Fortunately for PKD fans, probate questions with his estate -- the author died in near-obscurity and without a will -- have apparently been settled, and more of his work is in development for the silver screen. Of course, as the article discusses, Dick's work is often, ah, adapted for the screen -- often muddying themes in the original story. Witness, for example, the famous differences between the theatrical release and director's cut of Blade Runner -- the two films, although only slightly different, tell vastly different stories with entirely different implications for the protagonist.

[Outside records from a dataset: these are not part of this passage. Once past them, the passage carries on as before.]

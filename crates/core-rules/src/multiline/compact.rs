//! Window rules that compress idiomatic gcc sequences: the 16-bit range
//! test, the moveq/swap zero pairs, array-index address computations, and
//! the aggressive push/adjust and clear-elision families.

use core_line::{Disp, Line, Operand, Reg, RegSet, Size};

use crate::{Rewrite, RuleCtx};

fn branch_target(line: &Line, ops: &[&str]) -> Option<String> {
    let ins = line.instr()?;
    if !ops.contains(&ins.op.as_str()) || ins.short {
        return None;
    }
    match ins.operand(0)? {
        Operand::Abs(sym) => Some(sym.clone()),
        _ => None,
    }
}

fn cmp_long_imm(line: &Line, value: i64) -> Option<Reg> {
    let ins = line.instr()?;
    if (ins.op != "cmp" && ins.op != "cmpi") || ins.size != Some(Size::Long) {
        return None;
    }
    match (ins.operand(0)?, ins.operand(1)?) {
        (Operand::Imm(Disp::Num(v)), dst) if *v == value => dst.direct_reg(),
        _ => None,
    }
}

/// `cmp.l #-32768,xN / blt L / cmp.l #32767,xN / bgt L` ->
/// `cmpa.w xN,aM / bne L`: the sign-extended low word equals the full
/// value exactly when the value fits in 16 bits.
pub fn range_test(ctx: &mut RuleCtx<'_>, k: usize) -> Option<Rewrite> {
    if k != 4 || !ctx.cfg.use_fabri1983_optimizations {
        return None;
    }
    let (reg, label) = {
        let window = ctx.window(4)?;
        let lo = cmp_long_imm(&window[0], -32768)?;
        let blt = branch_target(&window[1], &["blt", "jlt"])?;
        let hi = cmp_long_imm(&window[2], 32767)?;
        let bgt = branch_target(&window[3], &["bgt", "jgt"])?;
        if lo != hi || blt != bgt {
            return None;
        }
        (lo, blt)
    };
    let replacement = if reg.is_addr() && reg != Reg::A7 {
        vec![
            Line::new(format!("cmpa.w {},{}", reg.name(), reg.name())),
            Line::new(format!("bne {label}")),
        ]
    } else if reg.is_data() {
        let scratch = ctx.find_free_addr(4, RegSet::EMPTY)?;
        if !ctx.ensure_saved(scratch) {
            return None;
        }
        vec![
            Line::new(format!("movea.l {},{}", reg.name(), scratch.name())),
            Line::new(format!("cmpa.w {},{}", reg.name(), scratch.name())),
            Line::new(format!("bne {label}")),
        ]
    } else {
        return None;
    };
    Some(Rewrite {
        rule: "range-test",
        consumed: 4,
        replacement,
    })
}

/// `moveq #0,dN / move.w a,dN / swap dN / clr.w dN / move.w b,dN` ->
/// `move.w a,dN / swap dN / move.w b,dN`: both halves end up overwritten,
/// so the clearing is dead either way.
pub fn zero_pair(ctx: &mut RuleCtx<'_>, k: usize) -> Option<Rewrite> {
    if k != 5 || !ctx.cfg.use_fabri1983_optimizations {
        return None;
    }
    let (reg, first, second) = {
        let window = ctx.window(5)?;
        let moveq = window[0].instr()?;
        if moveq.op != "moveq" {
            return None;
        }
        let reg = match (moveq.operand(0)?, moveq.operand(1)?) {
            (Operand::Imm(Disp::Num(0)), Operand::Data(r)) => *r,
            _ => return None,
        };
        let first = word_move_into(&window[1], reg)?;
        let swap = window[2].instr()?;
        if swap.op != "swap" || swap.operand(0)? != &Operand::Data(reg) {
            return None;
        }
        let clr = window[3].instr()?;
        if clr.op != "clr"
            || clr.size != Some(Size::Word)
            || clr.operand(0)? != &Operand::Data(reg)
        {
            return None;
        }
        let second = word_move_into(&window[4], reg)?;
        (reg, first, second)
    };
    Some(Rewrite {
        rule: "zero-pair",
        consumed: 5,
        replacement: vec![
            Line::new(format!("move.w {first},{}", reg.name())),
            Line::new(format!("swap {}", reg.name())),
            Line::new(format!("move.w {second},{}", reg.name())),
        ],
    })
}

/// `move.w src,dN` where the source does not involve `dN` itself; returns
/// the raw source text.
fn word_move_into(line: &Line, reg: Reg) -> Option<String> {
    let ins = line.instr()?;
    if ins.op != "move" || ins.size != Some(Size::Word) {
        return None;
    }
    if ins.operand(1)? != &Operand::Data(reg) {
        return None;
    }
    let src = ins.operand(0)?;
    if src.referenced_regs().contains(reg) {
        return None;
    }
    Some(ins.raw[0].clone())
}

/// The 5/6-line `base + dN*2` address computation collapses onto
/// `add.w dN,dN / lea base,aM / move.s (aM,dN.w),dP`.
pub fn array_index(ctx: &mut RuleCtx<'_>, k: usize) -> Option<Rewrite> {
    if (k != 4 && k != 5) || !ctx.cfg.use_fabri1983_optimizations {
        return None;
    }
    struct Match {
        prefix: Option<Line>,
        index: Reg,
        base_sym: String,
        addr: Reg,
        size: Size,
        dst: String,
    }
    let m = {
        let window = ctx.window(k)?;
        let (prefix, rest) = if k == 5 {
            // Leading `move.w src,dT` feeding the index register.
            (Some(window[0].clone()), &window[1..])
        } else {
            (None, &window[..])
        };
        let ext = rest[0].instr()?;
        if ext.op != "ext" || ext.size != Some(Size::Long) {
            return None;
        }
        let index = match ext.operand(0)? {
            Operand::Data(r) => *r,
            _ => return None,
        };
        if let Some(prefix_line) = &prefix {
            let ins = prefix_line.instr()?;
            if ins.op != "move"
                || ins.size != Some(Size::Word)
                || ins.operand(1)? != &Operand::Data(index)
            {
                return None;
            }
        }
        let dbl = rest[1].instr()?;
        if dbl.op != "add"
            || dbl.size != Some(Size::Long)
            || dbl.operand(0)? != &Operand::Data(index)
            || dbl.operand(1)? != &Operand::Data(index)
        {
            return None;
        }
        let lea = rest[2].instr()?;
        if lea.op != "lea" {
            return None;
        }
        let base_sym = match lea.operand(0)? {
            Operand::Abs(sym) => sym.clone(),
            _ => return None,
        };
        let addr = match lea.operand(1)? {
            Operand::Addr(r) => *r,
            _ => return None,
        };
        let load = rest[3].instr()?;
        if load.op != "move" {
            return None;
        }
        let size = load.size?;
        match load.operand(0)? {
            Operand::Index {
                disp: Disp::Num(0),
                base,
                index: idx,
                ..
            } if *base == addr && *idx == index => {}
            _ => return None,
        }
        let dst = load.raw[1].clone();
        let dst_reg = load.operand(1)?.direct_reg();
        if dst_reg == Some(index) || dst_reg == Some(addr) {
            return None;
        }
        Match {
            prefix,
            index,
            base_sym,
            addr,
            size,
            dst,
        }
    };
    // The word-sized doubling clobbers the high half of the index; it must
    // be dead past this sequence.
    if ctx.used_after(k, m.index) {
        return None;
    }
    let mut replacement = Vec::with_capacity(4);
    if let Some(prefix) = m.prefix {
        replacement.push(prefix);
    }
    replacement.push(Line::new(format!(
        "add.w {},{}",
        m.index.name(),
        m.index.name()
    )));
    replacement.push(Line::new(format!("lea {},{}", m.base_sym, m.addr.name())));
    replacement.push(Line::new(format!(
        "move.{} ({},{}.w),{}",
        m.size.suffix(),
        m.addr.name(),
        m.index.name(),
        m.dst
    )));
    Some(Rewrite {
        rule: "array-index",
        consumed: k,
        replacement,
    })
}

fn parse_word_push_to_sp(line: &Line) -> Option<String> {
    let ins = line.instr()?;
    if ins.op != "move" || ins.size != Some(Size::Word) {
        return None;
    }
    if ins.operand(1)? != &Operand::PreDec(Reg::A7) {
        return None;
    }
    // Sources touching sp would need their own re-offsetting.
    if ins.operand(0)?.referenced_regs().contains(Reg::A7) {
        return None;
    }
    Some(ins.raw[0].clone())
}

fn parse_sp_adjust(line: &Line) -> Option<i64> {
    let ins = line.instr()?;
    if ins.op != "subq" && ins.op != "sub" && ins.op != "subi" {
        return None;
    }
    match (ins.operand(0)?, ins.operand(1)?) {
        (Operand::Imm(Disp::Num(v)), Operand::Addr(Reg::A7)) => Some(*v),
        _ => None,
    }
}

/// `move.w v,-(sp) / subq #2,sp [/ move.w v2,-(sp) / subq #2,sp]` ->
/// one `subq` and displacement stores.
pub fn push_compact(ctx: &mut RuleCtx<'_>, k: usize) -> Option<Rewrite> {
    if (k != 2 && k != 4) || !ctx.cfg.use_aggressive_compact_two_words_push {
        return None;
    }
    let values = {
        let window = ctx.window(k)?;
        let mut values = Vec::new();
        let mut i = 0;
        while i < k {
            let value = parse_word_push_to_sp(&window[i])?;
            let adjust = parse_sp_adjust(&window[i + 1])?;
            if adjust != 2 {
                return None;
            }
            values.push(value);
            i += 2;
        }
        values
    };
    // Defer while another push/adjust pair is still incoming, so the
    // widest form wins.
    if k < ctx.cfg.multi_line_optimization_limit {
        if let Some(next) = ctx.peek_pending() {
            if parse_word_push_to_sp(next).is_some() {
                return None;
            }
        }
    }
    let total = values.len() as i64 * 4;
    let mut replacement = vec![Line::new(format!("subq.l #{total},%sp"))];
    let mut offset = total - 2;
    for value in values {
        replacement.push(Line::new(format!("move.w {value},{offset}(%sp)")));
        offset -= 4;
    }
    Some(Rewrite {
        rule: "push-compact",
        consumed: k,
        replacement,
    })
}

/// `moveq #0,dN / move.w src,dN` -> `move.w src,dN` when nothing reads
/// the zeroed high half afterwards.
pub fn clear_before_word_move(ctx: &mut RuleCtx<'_>, k: usize) -> Option<Rewrite> {
    if k != 2 || !ctx.cfg.use_aggressive_avoid_clear_before_move_word {
        return None;
    }
    let (reg, mov) = {
        let window = ctx.window(2)?;
        let clear = window[0].instr()?;
        let reg = match clear.op.as_str() {
            "moveq" => match (clear.operand(0)?, clear.operand(1)?) {
                (Operand::Imm(Disp::Num(0)), Operand::Data(r)) => *r,
                _ => return None,
            },
            "clr" if clear.size == Some(Size::Long) => match clear.operand(0)? {
                Operand::Data(r) => *r,
                _ => return None,
            },
            _ => return None,
        };
        word_move_into(&window[1], reg)?;
        (reg, window[1].clone())
    };
    if ctx.used_after(2, reg) {
        return None;
    }
    Some(Rewrite {
        rule: "clear-before-word-move",
        consumed: 2,
        replacement: vec![mov],
    })
}

/// `bset.b #7,mem / beq L` -> `tas mem / bpl L`: both test the old bit 7
/// and set it, but `tas` is one atomic read-modify-write.
pub fn tas_io(ctx: &mut RuleCtx<'_>, k: usize) -> Option<Rewrite> {
    if k != 2 || !ctx.cfg.use_tas_on_io_memory {
        return None;
    }
    let (mem, label) = {
        let window = ctx.window(2)?;
        let bset = window[0].instr()?;
        if bset.op != "bset" || bset.size != Some(Size::Byte) {
            return None;
        }
        match bset.operand(0)? {
            Operand::Imm(Disp::Num(7)) => {}
            _ => return None,
        }
        if !bset.operand(1)?.is_memory() {
            return None;
        }
        let label = branch_target(&window[1], &["beq", "jeq"])?;
        (bset.raw[1].clone(), label)
    };
    Some(Rewrite {
        rule: "tas-io",
        consumed: 2,
        replacement: vec![
            Line::new(format!("tas {mem}")),
            Line::new(format!("bpl {label}")),
        ],
    })
}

Musashi and I have already expressed reservations about John Woo's upcoming adaptation of Paycheck. As much as we're fans of both PKD and John Woo, it'll be interesting to see how the two artists' visions manage to gel.
Here's some safe-for-work cheesecake: a brief slideshow from a recent idol competition held Nov. 26 in Tokyo. A Japanese agency has placed photos of the five girls, who range in age from 14 to 21, on an Internet site, and asked investors to pay for the cost of promoting the winner as a new modeling sensation.
Italy is hosting a new beauty pageant, but there's a catch: The competitors are simply collections of pixels.
"Miss Digital World" is the first beauty contest reserved for the likes of videogame heroine Lara Croft, computer-cloned actresses from the "Matrix" films and new beauties tweaked to perfection with 3D graphics.
Digital artists, advertising agencies and videogame programmers from around the world have been asked to send a computer design of their perfect woman to www.missdigitalworld.com, complete with date of birth and body measurements.
"Every age has its ideal of beauty, and every age produces its visual incarnation of that ideal from the Venus de Milo in ancient Greece to Marilyn Monroe in the 1960s," Franz Cerami, the creator of the competition, said.
"Miss Digital World is the search for a contemporary ideal of beauty, seen through virtual reality," he told Reuters.
Designers will program their contestants to parade along a virtual catwalk, and there'll be a virtual presenter and virtual guests who will help create the atmosphere of a beauty contest.
Like many of their real-world counterparts, digital contestants will be disqualified if they've participated in any pornographic activity...sorry, Virtual Valerie.